No mais das vezes presto atenção fora da cena. Observo os
cantos escuros, obscuros, desajeitados, fora de foco. Porque a poesia reside
ali. No pó do chão que não foi pisado. Na frase mal escrita e não falada. No
gesto interrompido e descuidado. A poesia reside na traição. E só há traição
onde há laço. A poesia, imagine, é o rompimento do nó, da amarração, do
arranjo.
Não, você não precisa me contar sua história e as histórias
que vêm junto com ela. Um conto onde tudo se encaixa e tudo faz sentido.
Porque, vida que é vida, não faz sentido. Nem tem direção. Ou cenário. A vida
carece de significados. E, ao andar sozinha pela sala, ao atravessar o salão
com a cabeça erguida e tropeçante, vou colhendo um pouco das folhas secas
caídas do outono. Vou pisando em seu estalido sem rastros, espontânea como as
brumas em manhãs frias.
Eu prefiro o silêncio repleto de verdades do que tantas
palavras vazias. O gesto, meu deus, diga-me que o gesto não espelha, o gesto
não entrega o desejo. Mas diga-o com um aceno e não com palavras. O olhar – eu
acredito em olhares – que não se envergonha de ser franco e obsceno, fora da
cena, faz de si uma intervenção maior que a peça.
Você, por favor, não me conte o que aconteceu, o que
acontece, o que quer que seja, não me conte e não invente. Apenas a mágica
inventa com aplausos. Na imitação da história, a doçura se perde, escorrega no
tapete mal ajeitado, na panela que queimou.

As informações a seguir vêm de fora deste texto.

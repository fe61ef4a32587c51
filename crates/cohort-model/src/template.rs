//! Fixed column contracts for the four input templates.
//!
//! Column set and order are part of the external contract: any mismatch
//! between a loaded file and its template is a hard validation failure,
//! checked before any store access.
//!
//! The subject template is a prefix of the measurement template so the
//! distinct-subject projection of a measurement batch is a column slice.

/// Measurement input template.
pub const MEASUREMENT_COLUMNS: &[&str] = &[
    "dataset_name",
    "subject_identifier",
    "gender",
    "date_of_birth",
    "date_of_death",
    "ethnicity",
    "variable_name",
    "measurement_date",
    "measurement_time",
    "visit_grouping",
    "value",
];

/// Variable-dictionary input template.
pub const DICTIONARY_COLUMNS: &[&str] = &[
    "dataset_name",
    "variable_name",
    "variable_description",
    "data_type",
    "unit",
    "category_level_1",
    "category_level_2",
    "associated_visit",
    "has_options",
    "option_name",
    "option_description",
    "range_min",
    "range_max",
    "deidentification_required",
    "deidentification_method",
    "variable_source",
];

/// Subject batch template.
pub const SUBJECT_COLUMNS: &[&str] = &[
    "dataset_name",
    "subject_identifier",
    "gender",
    "date_of_birth",
    "date_of_death",
    "ethnicity",
];

/// Annotation batch template.
pub const ANNOTATION_COLUMNS: &[&str] = &["category_level_1", "category_level_2"];

/// True when `headers` match `template` exactly, in set and order.
pub fn columns_match(headers: &[String], template: &[&str]) -> bool {
    headers.len() == template.len() && headers.iter().zip(template).all(|(h, t)| h == t)
}
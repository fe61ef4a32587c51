//! SQLite-backed store for the consolidated schema.
//!
//! The store owns schema initialisation, surrogate ids, and
//! `date_last_updated` stamps. Callers hand it insert payloads and
//! natural keys; they never write SQL. All writes a reconciler performs
//! go through [`Store::in_transaction`] so a multi-stage load commits
//! atomically or not at all.

mod error;
mod lookup;
mod schema;
mod store;

pub use error::{Result, StoreError};
pub use schema::SCHEMA;
pub use store::Store;
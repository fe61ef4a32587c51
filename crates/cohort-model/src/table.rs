//! In-memory tabular batch read from a template-shaped CSV file.
//!
//! Cells are kept as strings so values like zero-padded identifiers
//! survive untouched. A cell is `None` when the source field was empty
//! (a true null); a whitespace-only field becomes `Some("")`, which the
//! validators reject as a blank string — blanks indicate bad null
//! encoding upstream and must not silently become nulls.

use std::collections::BTreeSet;

/// A loaded tabular batch: ordered headers plus string-typed rows.
#[derive(Debug, Clone, PartialEq, Eq)]
pub struct Table {
    headers: Vec<String>,
    rows: Vec<Vec<Option<String>>>,
}

impl Table {
    /// Build a table from headers and rows. Short rows are padded with
    /// nulls to the header width; long rows are truncated.
    pub fn new(headers: Vec<String>, rows: Vec<Vec<Option<String>>>) -> Self {
        let width = headers.len();
        let rows = rows
            .into_iter()
            .map(|mut row| {
                row.resize(width, None);
                row
            })
            .collect();
        Self { headers, rows }
    }

    pub fn headers(&self) -> &[String] {
        &self.headers
    }

    /// Number of data rows.
    pub fn height(&self) -> usize {
        self.rows.len()
    }

    pub fn is_empty(&self) -> bool {
        self.rows.is_empty()
    }

    /// Position of a named column, if present.
    pub fn column_index(&self, column: &str) -> Option<usize> {
        self.headers.iter().position(|h| h == column)
    }

    /// Cell value at (row, column); `None` for a null cell or an unknown
    /// column. A blank (whitespace-only) cell is `Some("")`.
    pub fn cell(&self, row: usize, column: &str) -> Option<&str> {
        let col = self.column_index(column)?;
        self.rows.get(row)?.get(col)?.as_deref()
    }

    /// Lazy sequence of row views, in file order. Finite; restart by
    /// calling again on the same table.
    pub fn iter_rows(&self) -> impl Iterator<Item = RowView<'_>> {
        (0..self.rows.len()).map(move |index| RowView { table: self, index })
    }

    /// True when two rows are equal across every column.
    pub fn has_duplicate_rows(&self) -> bool {
        let mut seen = BTreeSet::new();
        self.rows.iter().any(|row| !seen.insert(row))
    }

    /// First blank-string cell, as (row, column name), if any.
    pub fn find_blank_cell(&self) -> Option<(usize, &str)> {
        for (row_idx, row) in self.rows.iter().enumerate() {
            for (col_idx, cell) in row.iter().enumerate() {
                if let Some(value) = cell
                    && value.trim().is_empty()
                {
                    return Some((row_idx, self.headers[col_idx].as_str()));
                }
            }
        }
        None
    }

    /// Distinct non-null values of a column, in first-seen order.
    pub fn distinct_values(&self, column: &str) -> Vec<&str> {
        let Some(col) = self.column_index(column) else {
            return Vec::new();
        };
        let mut seen = BTreeSet::new();
        let mut distinct = Vec::new();
        for row in &self.rows {
            if let Some(value) = row[col].as_deref()
                && seen.insert(value)
            {
                distinct.push(value);
            }
        }
        distinct
    }
}

/// A borrowed view of one table row.
#[derive(Debug, Clone, Copy)]
pub struct RowView<'a> {
    table: &'a Table,
    index: usize,
}

impl<'a> RowView<'a> {
    /// Zero-based row number within the batch.
    pub fn index(&self) -> usize {
        self.index
    }

    /// Named cell of this row; `None` when null or the column is unknown.
    pub fn get(&self, column: &str) -> Option<&'a str> {
        self.table.cell(self.index, column)
    }
}
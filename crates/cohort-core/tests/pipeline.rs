//! End-to-end reconciliation tests against an in-memory store.

use std::collections::BTreeMap;

use cohort_core::{
    AutoApprove, AutoDecline, ReconcileError, insert_subjects, load_dictionary,
    load_measurements,
};
use cohort_model::{Table, template};
use cohort_store::Store;
use cohort_validate::{
    ValidatedDictionary, ValidatedMeasurements, validate_dictionary, validate_measurements,
    validate_subjects,
};

fn dictionary_headers() -> Vec<String> {
    template::DICTIONARY_COLUMNS
        .iter()
        .map(|c| c.to_string())
        .collect()
}

fn dictionary_cells(values: &BTreeMap<&str, &str>) -> Vec<Option<String>> {
    template::DICTIONARY_COLUMNS
        .iter()
        .map(|col| values.get(col).map(|v| v.to_string()))
        .collect()
}

fn variable_row(name: &str, data_type: &str) -> BTreeMap<&'static str, String> {
    let mut row: BTreeMap<&'static str, String> = BTreeMap::new();
    row.insert("dataset_name", "STUDY1".to_string());
    row.insert("variable_name", name.to_string());
    row.insert("data_type", data_type.to_string());
    row.insert("has_options", "0".to_string());
    row.insert("deidentification_required", "0".to_string());
    row.insert("variable_source", "ORIGINAL".to_string());
    row
}

fn study1_dictionary() -> ValidatedDictionary {
    let mut hr = variable_row("hr", "int");
    hr.insert("category_level_1", "VITALS".to_string());
    hr.insert("range_min", "20".to_string());
    hr.insert("range_max", "250".to_string());

    let mut smoker_yes = variable_row("smoker", "str");
    smoker_yes.insert("has_options", "1".to_string());
    smoker_yes.insert("option_name", "yes".to_string());
    smoker_yes.insert("option_description", "current smoker".to_string());
    let mut smoker_no = smoker_yes.clone();
    smoker_no.insert("option_name", "no".to_string());
    smoker_no.insert("option_description", "non-smoker".to_string());

    let mut visit_hr = variable_row("vhr", "int");
    visit_hr.insert("associated_visit", "baseline".to_string());

    let rows = [hr, smoker_yes, smoker_no, visit_hr]
        .iter()
        .map(|row| {
            let borrowed: BTreeMap<&str, &str> =
                row.iter().map(|(k, v)| (*k, v.as_str())).collect();
            dictionary_cells(&borrowed)
        })
        .collect();
    validate_dictionary(&Table::new(dictionary_headers(), rows)).unwrap()
}

fn measurement_headers() -> Vec<String> {
    template::MEASUREMENT_COLUMNS
        .iter()
        .map(|c| c.to_string())
        .collect()
}

fn measurement_cells(
    subject: &str,
    dob: Option<&str>,
    variable: &str,
    date: Option<&str>,
    visit: Option<&str>,
    value: Option<&str>,
) -> Vec<Option<String>> {
    vec![
        Some("STUDY1".to_string()),
        Some(subject.to_string()),
        Some("F".to_string()),
        dob.map(str::to_string),
        None,
        None,
        Some(variable.to_string()),
        date.map(str::to_string),
        None,
        visit.map(str::to_string),
        value.map(str::to_string),
    ]
}

fn measurements(rows: Vec<Vec<Option<String>>>) -> ValidatedMeasurements {
    validate_measurements(&Table::new(measurement_headers(), rows)).unwrap()
}

#[test]
fn dictionary_load_creates_dataset_annotations_variables_options() {
    let store = Store::open_in_memory().unwrap();
    let summary = load_dictionary(&store, &study1_dictionary(), &mut AutoApprove).unwrap();

    assert!(summary.dataset_created);
    assert_eq!(summary.annotations_inserted, 1);
    assert_eq!(summary.variables_inserted, 3);
    assert_eq!(summary.options_inserted, 2);

    assert!(store.dataset_exists("STUDY1").unwrap());
    assert!(store.variable_exists("STUDY1_hr").unwrap());
    assert!(store.variable_exists("STUDY1_smoker").unwrap());
    let smoker = store.variable_id("STUDY1_smoker").unwrap();
    assert!(store.option_exists(smoker, "yes").unwrap());
    assert!(store.option_exists(smoker, "no").unwrap());
}

#[test]
fn dictionary_reload_inserts_nothing() {
    let store = Store::open_in_memory().unwrap();
    load_dictionary(&store, &study1_dictionary(), &mut AutoApprove).unwrap();
    let second = load_dictionary(&store, &study1_dictionary(), &mut AutoApprove).unwrap();

    assert!(!second.dataset_created);
    assert_eq!(second.annotations_inserted, 0);
    assert_eq!(second.annotations_existing, 1);
    assert_eq!(second.variables_inserted, 0);
    assert_eq!(second.variables_existing, 3);
    assert_eq!(second.options_inserted, 0);
    assert_eq!(second.options_existing, 2);
}

#[test]
fn declined_dictionary_load_commits_nothing() {
    let store = Store::open_in_memory().unwrap();
    let result = load_dictionary(&store, &study1_dictionary(), &mut AutoDecline);
    assert!(matches!(result, Err(ReconcileError::UserAbort)));
    assert!(!store.dataset_exists("STUDY1").unwrap());
}

#[test]
fn measurement_load_creates_subjects_and_measurements() {
    let store = Store::open_in_memory().unwrap();
    load_dictionary(&store, &study1_dictionary(), &mut AutoApprove).unwrap();

    let batch = measurements(vec![
        measurement_cells("S001", Some("1980-05-12"), "hr", Some("2023-04-01"), None, Some("72")),
        measurement_cells("S001", Some("1980-05-12"), "smoker", None, None, Some("no")),
        measurement_cells("S002", None, "hr", Some("2023-04-02"), None, Some("80")),
    ]);
    let summary = load_measurements(&store, &batch).unwrap();

    assert_eq!(summary.rows_total, 3);
    assert_eq!(summary.subjects_inserted, 2);
    assert_eq!(summary.measurements_inserted, 3);
    assert_eq!(summary.measurements_duplicate, 0);
    assert!(store.subject_exists("STUDY1", "S001").unwrap());
    assert!(store.subject_exists("STUDY1", "S002").unwrap());
}

#[test]
fn measurement_reload_skips_everything() {
    let store = Store::open_in_memory().unwrap();
    load_dictionary(&store, &study1_dictionary(), &mut AutoApprove).unwrap();
    let batch = measurements(vec![
        measurement_cells("S001", None, "hr", Some("2023-04-01"), None, Some("72")),
        measurement_cells("S002", None, "hr", Some("2023-04-02"), None, Some("80")),
    ]);
    load_measurements(&store, &batch).unwrap();
    let second = load_measurements(&store, &batch).unwrap();

    assert_eq!(second.subjects_inserted, 0);
    assert_eq!(second.subjects_existing, 2);
    assert_eq!(second.measurements_inserted, 0);
    assert_eq!(second.measurements_duplicate, 2);
}

#[test]
fn unknown_variable_rolls_back_subjects() {
    let store = Store::open_in_memory().unwrap();
    load_dictionary(&store, &study1_dictionary(), &mut AutoApprove).unwrap();
    let batch = measurements(vec![measurement_cells(
        "S001",
        None,
        "undeclared",
        None,
        None,
        Some("1"),
    )]);
    let result = load_measurements(&store, &batch);
    assert!(matches!(
        result,
        Err(ReconcileError::UnknownVariable { variable }) if variable == "STUDY1_undeclared"
    ));
    // The subject insert from the same load must not survive the failure.
    assert!(!store.subject_exists("STUDY1", "S001").unwrap());
}

#[test]
fn out_of_range_value_fails_batch() {
    let store = Store::open_in_memory().unwrap();
    load_dictionary(&store, &study1_dictionary(), &mut AutoApprove).unwrap();
    let batch = measurements(vec![measurement_cells(
        "S001",
        None,
        "hr",
        Some("2023-04-01"),
        None,
        Some("500"),
    )]);
    assert!(matches!(
        load_measurements(&store, &batch),
        Err(ReconcileError::OutOfRange { .. })
    ));
}

#[test]
fn undeclared_option_value_fails_batch() {
    let store = Store::open_in_memory().unwrap();
    load_dictionary(&store, &study1_dictionary(), &mut AutoApprove).unwrap();
    let batch = measurements(vec![measurement_cells(
        "S001",
        None,
        "smoker",
        None,
        None,
        Some("sometimes"),
    )]);
    assert!(matches!(
        load_measurements(&store, &batch),
        Err(ReconcileError::UnknownOption { .. })
    ));
}

#[test]
fn measurement_before_birth_fails_batch() {
    let store = Store::open_in_memory().unwrap();
    load_dictionary(&store, &study1_dictionary(), &mut AutoApprove).unwrap();
    let batch = measurements(vec![measurement_cells(
        "S001",
        Some("1980-05-12"),
        "hr",
        Some("1979-12-31"),
        None,
        Some("72"),
    )]);
    assert!(matches!(
        load_measurements(&store, &batch),
        Err(ReconcileError::OutsideLifespan { .. })
    ));
}

#[test]
fn visit_grouping_inherited_from_variable() {
    let store = Store::open_in_memory().unwrap();
    load_dictionary(&store, &study1_dictionary(), &mut AutoApprove).unwrap();

    // `vhr` declares associated_visit "baseline"; a row without an
    // explicit visit inherits it.
    let implicit = measurements(vec![measurement_cells(
        "S001",
        None,
        "vhr",
        Some("2023-04-01"),
        None,
        Some("72"),
    )]);
    load_measurements(&store, &implicit).unwrap();

    let explicit = measurements(vec![measurement_cells(
        "S001",
        None,
        "vhr",
        Some("2023-04-01"),
        Some("baseline"),
        Some("72"),
    )]);
    let second = load_measurements(&store, &explicit).unwrap();
    assert_eq!(second.measurements_duplicate, 1);
    assert_eq!(second.measurements_inserted, 0);
}

#[test]
fn subject_insert_is_insert_only() {
    let store = Store::open_in_memory().unwrap();
    store.insert_dataset("STUDY1").unwrap();
    let table = Table::new(
        template::SUBJECT_COLUMNS
            .iter()
            .map(|c| c.to_string())
            .collect(),
        vec![vec![
            Some("STUDY1".to_string()),
            Some("S001".to_string()),
            Some("F".to_string()),
            Some("1980-05-12".to_string()),
            None,
            None,
        ]],
    );
    let batch = validate_subjects(&table).unwrap();

    assert_eq!(insert_subjects(&store, &batch).unwrap(), 1);
    assert!(matches!(
        insert_subjects(&store, &batch),
        Err(ReconcileError::SubjectAlreadyPresent { subject }) if subject == "S001"
    ));
}

#[test]
fn anon_date_on_text_variable_does_not_reject_short_values() {
    let store = Store::open_in_memory().unwrap();
    // A text variable may still declare ANON_DATE; its values are free
    // text, so the transform has to cope with non-date input.
    let mut note = variable_row("note", "str");
    note.insert("deidentification_required", "1".to_string());
    note.insert("deidentification_method", "ANON_DATE".to_string());
    let borrowed: BTreeMap<&str, &str> = note.iter().map(|(k, v)| (*k, v.as_str())).collect();
    let dictionary = validate_dictionary(&Table::new(
        dictionary_headers(),
        vec![dictionary_cells(&borrowed)],
    ))
    .unwrap();
    load_dictionary(&store, &dictionary, &mut AutoApprove).unwrap();

    let batch = measurements(vec![measurement_cells(
        "S001",
        None,
        "note",
        None,
        None,
        Some("ab"),
    )]);
    let summary = load_measurements(&store, &batch).unwrap();
    assert_eq!(summary.measurements_inserted, 1);
}
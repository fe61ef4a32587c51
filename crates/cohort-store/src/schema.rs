//! DDL for the consolidated schema.
//!
//! Table names and columns are a fixed external contract. Surrogate `id`
//! and `date_last_updated` columns are owned by the store; callers never
//! supply them. Idempotent thanks to `CREATE TABLE IF NOT EXISTS`.

pub const SCHEMA: &str = "
PRAGMA foreign_keys = ON;

CREATE TABLE IF NOT EXISTS datasets (
    id                INTEGER PRIMARY KEY AUTOINCREMENT,
    dataset_name      TEXT NOT NULL UNIQUE,
    date_last_updated TEXT NOT NULL
);

CREATE TABLE IF NOT EXISTS subjects (
    id                      INTEGER PRIMARY KEY AUTOINCREMENT,
    dataset_id              INTEGER NOT NULL REFERENCES datasets(id),
    subject_identifier      TEXT NOT NULL,
    subject_identifier_deid TEXT NOT NULL UNIQUE,
    gender                  TEXT,     -- 'F' | 'M' | NULL
    date_of_birth           TEXT,
    date_of_death           TEXT,
    ethnicity               TEXT,
    date_last_updated       TEXT NOT NULL,
    UNIQUE (dataset_id, subject_identifier)
);

CREATE TABLE IF NOT EXISTS annotations (
    id                INTEGER PRIMARY KEY AUTOINCREMENT,
    category_level_1  TEXT NOT NULL,
    category_level_2  TEXT,           -- NULL when absent; never ''
    date_last_updated TEXT NOT NULL
);

CREATE TABLE IF NOT EXISTS metadata_variables (
    id                        INTEGER PRIMARY KEY AUTOINCREMENT,
    variable_name             TEXT NOT NULL UNIQUE,
    dataset_id                INTEGER NOT NULL REFERENCES datasets(id),
    variable_description      TEXT,
    data_type                 TEXT NOT NULL,
    unit                      TEXT,
    associated_visit          TEXT,
    category_id               INTEGER REFERENCES annotations(id),
    has_options               INTEGER NOT NULL DEFAULT 0,
    range_min                 REAL,
    range_max                 REAL,
    deidentification_required INTEGER NOT NULL DEFAULT 0,
    deidentification_method   TEXT,
    variable_source           TEXT NOT NULL,
    date_last_updated         TEXT NOT NULL
);

CREATE TABLE IF NOT EXISTS metadata_variable_options (
    id                 INTEGER PRIMARY KEY AUTOINCREMENT,
    variable_id        INTEGER NOT NULL REFERENCES metadata_variables(id),
    option_name        TEXT NOT NULL,
    option_description TEXT NOT NULL,
    date_last_updated  TEXT NOT NULL,
    UNIQUE (variable_id, option_name)
);

CREATE TABLE IF NOT EXISTS measurements (
    id                INTEGER PRIMARY KEY AUTOINCREMENT,
    subject_id        INTEGER NOT NULL REFERENCES subjects(id),
    variable_id       INTEGER NOT NULL REFERENCES metadata_variables(id),
    measurement_date  TEXT,
    measurement_time  TEXT,
    visit_grouping    TEXT,
    value             TEXT,
    value_deid        TEXT,
    date_last_updated TEXT NOT NULL
);

CREATE INDEX IF NOT EXISTS subjects_dataset_idx      ON subjects(dataset_id);
CREATE INDEX IF NOT EXISTS measurements_subject_idx  ON measurements(subject_id);
CREATE INDEX IF NOT EXISTS measurements_variable_idx ON measurements(variable_id);
CREATE INDEX IF NOT EXISTS options_variable_idx      ON metadata_variable_options(variable_id);
";
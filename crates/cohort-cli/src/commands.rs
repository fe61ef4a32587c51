use anyhow::{Context, Result};
use tracing::info;

use cohort_core::{
    AutoApprove, Confirm, DictionarySummary, MeasurementSummary, load_dictionary,
    load_measurements,
};
use cohort_ingest::load_table;
use cohort_store::Store;
use cohort_validate::{validate_dictionary, validate_measurements};

use crate::cli::{DbArgs, DictionaryArgs, MeasurementArgs};
use crate::prompt::StdinConfirm;

pub fn run_init_db(args: &DbArgs) -> Result<()> {
    Store::open(&args.db)
        .with_context(|| format!("initialize database at {}", args.db.display()))?;
    info!(db = %args.db.display(), "database initialized");
    println!("Database ready at {}", args.db.display());
    Ok(())
}

pub fn run_load_dictionary(args: &DictionaryArgs) -> Result<DictionarySummary> {
    let table = load_table(&args.file)
        .with_context(|| format!("read {}", args.file.display()))?;
    let batch = validate_dictionary(&table)
        .with_context(|| format!("validate {}", args.file.display()))?;
    let store = Store::open(&args.db)
        .with_context(|| format!("open database at {}", args.db.display()))?;
    let summary = load_dictionary(&store, &batch, confirm_for(args).as_mut())?;
    Ok(summary)
}

pub fn run_load_measurements(args: &MeasurementArgs) -> Result<MeasurementSummary> {
    let table = load_table(&args.file)
        .with_context(|| format!("read {}", args.file.display()))?;
    let batch = validate_measurements(&table)
        .with_context(|| format!("validate {}", args.file.display()))?;
    let store = Store::open(&args.db)
        .with_context(|| format!("open database at {}", args.db.display()))?;
    let summary = load_measurements(&store, &batch)?;
    Ok(summary)
}

fn confirm_for(args: &DictionaryArgs) -> Box<dyn Confirm> {
    if args.yes {
        Box::new(AutoApprove)
    } else {
        Box::new(StdinConfirm)
    }
}
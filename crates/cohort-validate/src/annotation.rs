//! Annotation batch validation.

use cohort_model::{NewAnnotation, Table, template};

use crate::batch::ValidatedAnnotations;
use crate::common;
use crate::error::{Result, ValidationError};

/// Validate a two-column annotation batch. Categories are normalized to
/// trimmed upper-case before the duplicate check so case variants of the
/// same pair cannot slip through as distinct annotations.
pub fn validate_annotations(table: &Table) -> Result<ValidatedAnnotations> {
    common::check_template(table, "annotation", template::ANNOTATION_COLUMNS)?;
    common::check_blanks(table)?;
    common::check_populated(table, "category_level_1")?;

    let mut rows: Vec<NewAnnotation> = Vec::with_capacity(table.height());
    for row in table.iter_rows() {
        let level_1 = row
            .get("category_level_1")
            .unwrap_or_default()
            .trim()
            .to_uppercase();
        let level_2 = row
            .get("category_level_2")
            .map(|v| v.trim().to_uppercase());
        if level_1.is_empty() && level_2.is_some() {
            return Err(ValidationError::OrphanCategoryLevel2 { row: row.index() });
        }
        let annotation = NewAnnotation {
            category_level_1: level_1,
            category_level_2: level_2,
        };
        if rows.contains(&annotation) {
            return Err(ValidationError::DuplicateRows);
        }
        rows.push(annotation);
    }

    Ok(ValidatedAnnotations::new(rows))
}
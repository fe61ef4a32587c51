//! Template and domain-rule validation for input batches.
//!
//! Each validator is a pure function from a loaded [`Table`] to a
//! validated batch type or a [`ValidationError`]. The validated types can
//! only be constructed here; the reconcilers' insert entry points require
//! them, so unvalidated data cannot reach the store by construction.
//!
//! [`Table`]: cohort_model::Table

mod annotation;
mod batch;
mod common;
mod dictionary;
mod error;
mod measurement;
pub mod pattern;
mod subject;

pub use annotation::validate_annotations;
pub use batch::{
    DictionaryRow, MeasurementRow, SubjectRow, ValidatedAnnotations, ValidatedDictionary,
    ValidatedMeasurements, ValidatedSubjects,
};
pub use dictionary::validate_dictionary;
pub use error::ValidationError;
pub use measurement::validate_measurements;
pub use subject::validate_subjects;
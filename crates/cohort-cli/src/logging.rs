//! Logging infrastructure using `tracing` and `tracing-subscriber`.
//!
//! # Log Levels
//!
//! - `error`: fatal load failures
//! - `warn`: non-fatal issues (undefined de-identification methods, ...)
//! - `info`: load stage progress and summary counts
//! - `debug`: per-row skip decisions
//!
//! Measurement values and subject identifiers are never logged above
//! `debug`; the batches carry patient data.

use std::fs::OpenOptions;
use std::io::{self, Write};
use std::path::PathBuf;
use std::sync::{Arc, Mutex};
use tracing::level_filters::LevelFilter;
use tracing_subscriber::{
    EnvFilter,
    fmt::{self, MakeWriter},
    layer::SubscriberExt,
    util::SubscriberInitExt,
};

/// Configuration for logging behavior.
#[derive(Debug, Clone)]
pub struct LogConfig {
    /// Maximum level to emit.
    pub level_filter: LevelFilter,
    /// Whether `RUST_LOG` may override the configured level.
    pub use_env_filter: bool,
    /// Whether to include timestamps in log output.
    pub with_timestamps: bool,
    /// Whether to include target (module path) in log output.
    pub with_target: bool,
    /// Whether to use ANSI colors in output.
    pub with_ansi: bool,
    /// Output format.
    pub format: LogFormat,
    /// Optional log file path. When set, logs are written to the file.
    pub log_file: Option<PathBuf>,
}

/// Log output format.
#[derive(Debug, Clone, Copy, Default, PartialEq, Eq)]
pub enum LogFormat {
    /// Human-readable format with colors.
    #[default]
    Pretty,
    /// Compact single-line format.
    Compact,
    /// JSON format for machine parsing.
    Json,
}

impl Default for LogConfig {
    fn default() -> Self {
        Self {
            level_filter: LevelFilter::WARN,
            use_env_filter: true,
            with_timestamps: false,
            with_target: false,
            with_ansi: true,
            format: LogFormat::default(),
            log_file: None,
        }
    }
}

/// Initialize the global tracing subscriber with the given configuration.
///
/// This should be called once at application startup.
///
/// # Errors
///
/// Returns an error if the log file cannot be opened.
///
/// # Panics
///
/// Panics if called more than once.
pub fn init_logging(config: &LogConfig) -> io::Result<()> {
    if let Some(path) = &config.log_file {
        let file = OpenOptions::new().create(true).append(true).open(path)?;
        init_logging_with_writer(config, SharedFileWriter::new(file));
    } else {
        init_logging_with_writer(config, io::stderr);
    }
    Ok(())
}

/// Initialize logging with a custom writer (useful for testing).
pub fn init_logging_with_writer<W>(config: &LogConfig, writer: W)
where
    W: for<'writer> MakeWriter<'writer> + Send + Sync + 'static,
{
    let filter = build_env_filter(config);

    match config.format {
        LogFormat::Json => {
            let layer = fmt::layer()
                .json()
                .with_writer(writer)
                .with_target(config.with_target);

            tracing_subscriber::registry()
                .with(filter)
                .with(layer)
                .init();
        }
        LogFormat::Compact => {
            let layer = fmt::layer()
                .compact()
                .with_writer(writer)
                .with_ansi(config.with_ansi)
                .with_target(config.with_target);

            if config.with_timestamps {
                tracing_subscriber::registry()
                    .with(filter)
                    .with(layer)
                    .init();
            } else {
                tracing_subscriber::registry()
                    .with(filter)
                    .with(layer.without_time())
                    .init();
            }
        }
        LogFormat::Pretty => {
            let layer = fmt::layer()
                .with_writer(writer)
                .with_ansi(config.with_ansi)
                .with_target(config.with_target);

            if config.with_timestamps {
                tracing_subscriber::registry()
                    .with(filter)
                    .with(layer)
                    .init();
            } else {
                tracing_subscriber::registry()
                    .with(filter)
                    .with(layer.without_time())
                    .init();
            }
        }
    }
}

#[derive(Clone)]
struct SharedFileWriter {
    file: Arc<Mutex<std::fs::File>>,
}

impl SharedFileWriter {
    fn new(file: std::fs::File) -> Self {
        Self {
            file: Arc::new(Mutex::new(file)),
        }
    }
}

struct SharedFileGuard {
    file: Arc<Mutex<std::fs::File>>,
}

impl Write for SharedFileGuard {
    fn write(&mut self, buf: &[u8]) -> io::Result<usize> {
        let mut guard = self
            .file
            .lock()
            .map_err(|_| io::Error::other("log file lock poisoned"))?;
        guard.write(buf)
    }

    fn flush(&mut self) -> io::Result<()> {
        let mut guard = self
            .file
            .lock()
            .map_err(|_| io::Error::other("log file lock poisoned"))?;
        guard.flush()
    }
}

impl<'a> MakeWriter<'a> for SharedFileWriter {
    type Writer = SharedFileGuard;

    fn make_writer(&'a self) -> Self::Writer {
        SharedFileGuard {
            file: Arc::clone(&self.file),
        }
    }
}

/// Build an `EnvFilter` from the configuration, keeping external crates
/// at warn level to reduce noise.
fn build_env_filter(config: &LogConfig) -> EnvFilter {
    let default_filter = || {
        EnvFilter::new(format!(
            "warn,cohort_cli={level},cohort_core={level},cohort_ingest={level},\
             cohort_model={level},cohort_store={level},cohort_validate={level}",
            level = config.level_filter
        ))
    };
    if config.use_env_filter {
        EnvFilter::try_from_default_env().unwrap_or_else(|_| default_filter())
    } else {
        default_filter()
    }
}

Quando não for possível abrir o palco, quando o texto não
foi bem passado, quando as letras não se encaixam bem com a música, o sereno
molhando os pés descalços, marcas nas mãos ou na boca, quando tudo parecer
mentira, e não arte, nesse momento, não me conte nada.
Não abra a boca para o desengano, para o sorriso que se
perdeu lá fora, no dia em que se perdeu também a inocência. Eu preciso crer. E
nesse momento, acreditando que a beleza é tudo, e que ela basta, não saia
correndo, não olhe para trás, não disfarce. Há beleza suficiente em ser, como
água corrente, como o vento invisível, como a sílaba travada. Há beleza em sua
história não contada.
Ou, melhor que isso, conte-me tudo. Conte-me sem omitir
nenhum detalhe, nenhum porém. Tudo que é difícil de contar, de admitir.
Conte-me, abra a mão e mostre-me as linhas da sua vida sem medo do que eu possa
ver. Abra a caixa de pandora, tire todas as cores da paleta, use todas as
vogais e consoantes.
Faça mais, imite o seu gesto, as suas falas, seus
trejeitos. Exagere, aumente, repita. A vida é a arte de inventar, de recontar,
de desdizer. Conte sua realidade como se fosse um sonho que passou à noite,
conte o sonho torto como se fosse lembrança vã. Represente. Tudo tudo tudo
estará certo. Exceto a mentira.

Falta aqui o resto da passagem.